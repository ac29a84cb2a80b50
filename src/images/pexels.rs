use once_cell::sync::Lazy;
use serde::Deserialize;

use super::{StockPhoto, HTTP_CLIENT, PAGE_SIZE};

const SEARCH_URL: &str = "https://api.pexels.com/v1/search";

static API_KEY: Lazy<String> = Lazy::new(|| std::env::var("PEXELS_API_KEY").unwrap_or_default());

#[derive(Debug, Deserialize)]
struct SearchResponse {
    photos: Vec<Photo>,
}

#[derive(Debug, Deserialize)]
struct Photo {
    src: PhotoSrc,
    #[serde(default)]
    alt: String,
}

#[derive(Debug, Deserialize)]
struct PhotoSrc {
    original: String,
    large: String,
    tiny: String,
}

fn normalize(response: SearchResponse) -> Vec<StockPhoto> {
    response
        .photos
        .into_iter()
        .map(|p| StockPhoto {
            preview: p.src.large,
            full: p.src.original,
            thumbnail: p.src.tiny,
            alt: p.alt,
        })
        .collect()
}

/// Search Pexels. Same best-effort policy as the Unsplash adapter: errors
/// are logged and swallowed into an empty list.
pub async fn search(query: &str) -> Vec<StockPhoto> {
    if API_KEY.is_empty() {
        tracing::warn!("PEXELS_API_KEY not set; returning no results");
        return Vec::new();
    }

    let per_page = PAGE_SIZE.to_string();
    let response = HTTP_CLIENT
        .get(SEARCH_URL)
        .header("Authorization", API_KEY.as_str())
        .query(&[("query", query), ("per_page", per_page.as_str())])
        .send()
        .await;

    let response = match response {
        Ok(r) if r.status().is_success() => r,
        Ok(r) => {
            tracing::warn!(status = %r.status(), "pexels search returned error status");
            return Vec::new();
        }
        Err(e) => {
            tracing::warn!(error = %e, "pexels search request failed");
            return Vec::new();
        }
    };

    match response.json::<SearchResponse>().await {
        Ok(parsed) => normalize(parsed),
        Err(e) => {
            tracing::warn!(error = %e, "failed to parse pexels response");
            Vec::new()
        }
    }
}

#[cfg(test)]
mod tests {
    use super::*;

    #[test]
    fn test_normalize_maps_provider_shape() {
        let raw = r#"{
            "photos": [
                {
                    "src": {
                        "original": "https://images.example/orig.jpg",
                        "large": "https://images.example/large.jpg",
                        "tiny": "https://images.example/tiny.jpg"
                    },
                    "alt": "a river"
                }
            ]
        }"#;
        let parsed: SearchResponse = serde_json::from_str(raw).unwrap();
        let photos = normalize(parsed);
        assert_eq!(photos.len(), 1);
        assert_eq!(photos[0].preview, "https://images.example/large.jpg");
        assert_eq!(photos[0].full, "https://images.example/orig.jpg");
        assert_eq!(photos[0].thumbnail, "https://images.example/tiny.jpg");
        assert_eq!(photos[0].alt, "a river");
    }

    #[test]
    fn test_normalize_defaults_missing_alt() {
        let raw = r#"{"photos": [{"src": {"original": "o", "large": "l", "tiny": "t"}}]}"#;
        let parsed: SearchResponse = serde_json::from_str(raw).unwrap();
        assert_eq!(normalize(parsed)[0].alt, "");
    }
}
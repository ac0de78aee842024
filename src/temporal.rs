//! Comment density over fixed-width time buckets and the busiest buckets.

use serde::Serialize;

use crate::error::{Error, Result};

/// Upper bound on the histogram length; 10 s buckets cover about 115 days.
pub const MAX_BUCKETS: usize = 1_000_000;

/// One of the busiest buckets, `[start, end)` seconds.
#[derive(Debug, Clone, PartialEq, Serialize)]
pub struct Peak {
    pub rank: usize,
    pub bucket: usize,
    pub start: u64,
    pub end: u64,
    pub count: usize,
}

impl Peak {
    pub fn describe(&self) -> String {
        format!(
            "Top {}: {} comments between {}s and {}s.",
            self.rank, self.count, self.start, self.end
        )
    }
}

/// Per-bucket counts from 0 up to and including the largest timestamp.
/// Bucket `i` covers `[i * width, (i + 1) * width)`. Fails when the largest
/// timestamp would need more than [`MAX_BUCKETS`] buckets.
///
/// # Example
/// ```
/// use danmaku_analysis::bucket_counts;
/// let counts = bucket_counts(&[0.0, 0.0, 5.0, 12.0, 12.0, 12.0, 25.0], 10).unwrap();
/// assert_eq!(counts, vec![3, 3, 1]);
/// ```
pub fn bucket_counts(timestamps: &[f64], width: u64) -> Result<Vec<usize>> {
    let width_secs = width.max(1);
    let width = width_secs as f64;
    let max = timestamps
        .iter()
        .copied()
        .filter(|t| t.is_finite() && *t >= 0.0)
        .fold(None, |acc: Option<f64>, t| Some(acc.map_or(t, |m| m.max(t))));
    let Some(max) = max else {
        return Ok(Vec::new());
    };

    let last = (max / width).floor();
    if last >= MAX_BUCKETS as f64 {
        return Err(Error::TimelineTooLong {
            max,
            width: width_secs,
            limit: MAX_BUCKETS,
        });
    }
    let mut counts = vec![0usize; last as usize + 1];
    for t in timestamps.iter().filter(|t| t.is_finite() && **t >= 0.0) {
        counts[(t / width) as usize] += 1;
    }
    Ok(counts)
}

/// The `k` busiest buckets: descending count, ties by ascending bucket index.
pub fn top_buckets(counts: &[usize], width: u64, k: usize) -> Vec<Peak> {
    let mut order: Vec<usize> = (0..counts.len()).collect();
    order.sort_by(|&a, &b| counts[b].cmp(&counts[a]).then(a.cmp(&b)));
    order
        .into_iter()
        .take(k)
        .enumerate()
        .map(|(i, bucket)| Peak {
            rank: i + 1,
            bucket,
            start: bucket as u64 * width,
            end: (bucket as u64 + 1) * width,
            count: counts[bucket],
        })
        .collect()
}

#[cfg(test)]
mod tests {
    use super::*;

    #[test]
    fn synthetic_histogram_and_peaks() {
        let counts = bucket_counts(&[0.0, 0.0, 5.0, 12.0, 12.0, 12.0, 25.0], 10).unwrap();
        assert_eq!(counts, vec![3, 3, 1]);

        let peaks = top_buckets(&counts, 10, 3);
        let summary: Vec<(usize, u64, u64, usize)> = peaks
            .iter()
            .map(|p| (p.rank, p.start, p.end, p.count))
            .collect();
        assert_eq!(summary, vec![(1, 0, 10, 3), (2, 10, 20, 3), (3, 20, 30, 1)]);
    }

    #[test]
    fn max_timestamp_on_a_boundary_gets_its_own_bucket() {
        assert_eq!(bucket_counts(&[0.0, 20.0], 10).unwrap(), vec![1, 0, 1]);
        assert_eq!(bucket_counts(&[0.0], 10).unwrap(), vec![1]);
    }

    #[test]
    fn empty_input_has_no_buckets_or_peaks() {
        let counts = bucket_counts(&[], 10).unwrap();
        assert!(counts.is_empty());
        assert!(top_buckets(&counts, 10, 3).is_empty());
    }

    #[test]
    fn huge_timestamp_is_an_error_not_an_allocation() {
        let err = bucket_counts(&[1.0, 1e20], 10).unwrap_err();
        assert!(matches!(err, Error::TimelineTooLong { width: 10, .. }));
        assert!(bucket_counts(&[1e11], 10).is_err());

        let last_allowed = (MAX_BUCKETS - 1) as f64 * 10.0;
        assert_eq!(bucket_counts(&[last_allowed], 10).unwrap().len(), MAX_BUCKETS);
        assert!(bucket_counts(&[last_allowed + 10.0], 10).is_err());
    }

    #[test]
    fn fewer_buckets_than_requested_peaks() {
        let peaks = top_buckets(&[4], 10, 3);
        assert_eq!(peaks.len(), 1);
        assert_eq!(
            peaks[0].describe(),
            "Top 1: 4 comments between 0s and 10s."
        );
    }

    #[test]
    fn ties_resolved_by_ascending_index() {
        let peaks = top_buckets(&[1, 5, 2, 5, 5], 10, 3);
        let buckets: Vec<usize> = peaks.iter().map(|p| p.bucket).collect();
        assert_eq!(buckets, vec![1, 3, 4]);
    }
}
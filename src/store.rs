//! The row file shared by the two stages: `timestamp,text`, UTF-8 with BOM.

use std::fs::{self, File};
use std::io::Write;
use std::path::Path;

use log::{info, warn};
use serde::{Deserialize, Serialize};

use crate::error::{Error, Result};

const UTF8_BOM: &[u8] = b"\xEF\xBB\xBF";

/// One comment: seconds into the video and the trimmed comment body.
#[derive(Debug, Clone, PartialEq, Serialize, Deserialize)]
pub struct CommentRecord {
    pub timestamp: f64,
    pub text: String,
}

#[derive(Deserialize)]
struct RawRow {
    timestamp: Option<f64>,
    text: Option<String>,
}

/// Write `records` to `path`, overwriting it.
///
/// An empty slice writes nothing and returns `Ok(false)`; the file is not created.
pub fn save_comments(records: &[CommentRecord], path: &Path) -> Result<bool> {
    if records.is_empty() {
        warn!("Comment list is empty, not creating {}", path.display());
        return Ok(false);
    }

    info!("Saving {} comments to {}", records.len(), path.display());
    let mut file = File::create(path)?;
    file.write_all(UTF8_BOM)?;

    let mut writer = csv::Writer::from_writer(file);
    for record in records {
        writer.serialize(record)?;
    }
    writer.flush()?;
    Ok(true)
}

/// Read the row file back. Rows with an empty or missing text are dropped.
pub fn load_comments(path: &Path) -> Result<Vec<CommentRecord>> {
    if !path.exists() {
        return Err(Error::MissingInput(path.to_path_buf()));
    }

    let bytes = fs::read(path)?;
    let body = bytes.strip_prefix(UTF8_BOM).unwrap_or(&bytes);

    let mut reader = csv::Reader::from_reader(body);
    let mut records = Vec::new();
    for row in reader.deserialize::<RawRow>() {
        let row = row?;
        let text = match row.text {
            Some(t) if !t.trim().is_empty() => t,
            _ => continue,
        };
        records.push(CommentRecord {
            timestamp: row.timestamp.unwrap_or(0.0),
            text,
        });
    }
    Ok(records)
}
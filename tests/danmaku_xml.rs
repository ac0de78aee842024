use danmaku_analysis::{CommentRecord, parse_comments};

fn feed(body: &str) -> String {
    format!(
        r##"<?xml version="1.0" encoding="UTF-8"?>
<i>
  <chatserver>chat.bilibili.com</chatserver>
  <chatid>279786</chatid>
  <mission>0</mission>
  <maxlimit>3000</maxlimit>
  <state>0</state>
  <real_name>0</real_name>
  <source>k-v</source>
{}
</i>"##,
        body
    )
}

fn rec(timestamp: f64, text: &str) -> CommentRecord {
    CommentRecord {
        timestamp,
        text: text.to_string(),
    }
}

#[test]
fn extracts_timestamp_and_trimmed_text_in_document_order() {
    let xml = feed(
        r#"  <d p="12.34500,1,25,16777215,1700000000,0,a1b2c3d4,1234567890123,10">  前方高能  </d>
  <d p="3.2,1,25,16777215,1700000001,0,e5f6a7b8,1234567890124,10">泪目</d>
  <d p="3.2,1,25,16777215,1700000001,0,e5f6a7b8,1234567890124,10">泪目</d>"#,
    );
    let got = parse_comments(&xml);
    assert_eq!(
        got,
        vec![rec(12.345, "前方高能"), rec(3.2, "泪目"), rec(3.2, "泪目")]
    );
}

#[test]
fn skips_elements_without_p_or_text() {
    let xml = feed(
        r#"  <d>no attribute</d>
  <d p="1.0,1"></d>
  <d p="2.0,1">   </d>
  <d p="3.0,1"/>
  <d p="oops,1">bad timestamp</d>
  <d p="4.5,1">kept</d>"#,
    );
    assert_eq!(parse_comments(&xml), vec![rec(4.5, "kept")]);
}

#[test]
fn unescapes_entities_and_reads_cdata() {
    let xml = feed(
        r#"  <d p="1,1">a &amp; b &lt;3</d>
  <d p="2,1"><![CDATA[<raw> text]]></d>"#,
    );
    assert_eq!(
        parse_comments(&xml),
        vec![rec(1.0, "a & b <3"), rec(2.0, "<raw> text")]
    );
}

#[test]
fn malformed_markup_yields_empty_list() {
    let xml = r#"<i><d p="1,1">ok</d><d p="2,1">broken</x></i>"#;
    assert!(parse_comments(xml).is_empty());
    assert!(parse_comments("").is_empty());

    // feed cut off mid-document
    let truncated = r#"<?xml version="1.0"?><i><d p="1,1">one</d><d p="2,1">two</d><d p="3,1">thr"#;
    assert!(parse_comments(truncated).is_empty());
    assert!(parse_comments(r#"<i><d p="1,1">one</d>"#).is_empty());

    // two documents glued together
    let two_roots = r#"<i><d p="1,1">one</d></i><i><d p="2,1">two</d></i>"#;
    assert!(parse_comments(two_roots).is_empty());
    assert!(parse_comments(r#"<i><d p="1,1">one</d></i><extra/>"#).is_empty());
    assert!(parse_comments(r#"<i><d p="1,1">one</d></i>trailing"#).is_empty());
}

#[test]
fn empty_root_is_a_valid_empty_feed() {
    assert!(parse_comments(&feed("")).is_empty());
    assert!(parse_comments("<i/>").is_empty());
}

#[test]
fn text_after_a_child_element_is_not_part_of_the_body() {
    let xml = feed(r#"  <d p="1,1">a<b>x</b>c</d>"#);
    assert_eq!(parse_comments(&xml), vec![rec(1.0, "a")]);
}

#[test]
fn parsing_is_idempotent() {
    let xml = feed(
        r#"  <d p="5,1">one</d>
  <d p="1,1">two</d>"#,
    );
    let first = parse_comments(&xml);
    let second = parse_comments(&xml);
    assert_eq!(first, second);
    assert_eq!(first.len(), 2);
}

#[test]
fn only_root_level_d_elements_count() {
    let xml = feed(r#"  <list><d p="9,1">nested</d></list>"#);
    assert!(parse_comments(&xml).is_empty());
}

○ ○ ○ ○

### What needs to be done
Starting at the first line of the entries above, please extract each line up to and including the line with "fn normalize(response: SearchResponse)", unchanged, and add nothing.

### Solved exercise
repository ac29a84cb2a80b50
filename src/images/pexels.rs
use once_cell::sync::Lazy;
use serde::Deserialize;

use super::{StockPhoto, HTTP_CLIENT, PAGE_SIZE};

const SEARCH_URL: &str = "https://api.pexels.com/v1/search";

static API_KEY: Lazy<String> = Lazy::new(|| std::env::var("PEXELS_API_KEY").unwrap_or_default());

#[derive(Debug, Deserialize)]
struct SearchResponse {
    photos: Vec<Photo>,
}

#[derive(Debug, Deserialize)]
struct Photo {
    src: PhotoSrc,
    #[serde(default)]
    alt: String,
}

#[derive(Debug, Deserialize)]
struct PhotoSrc {
    original: String,
    large: String,
    tiny: String,
}

fn normalize(response: SearchResponse) -> Vec<StockPhoto> {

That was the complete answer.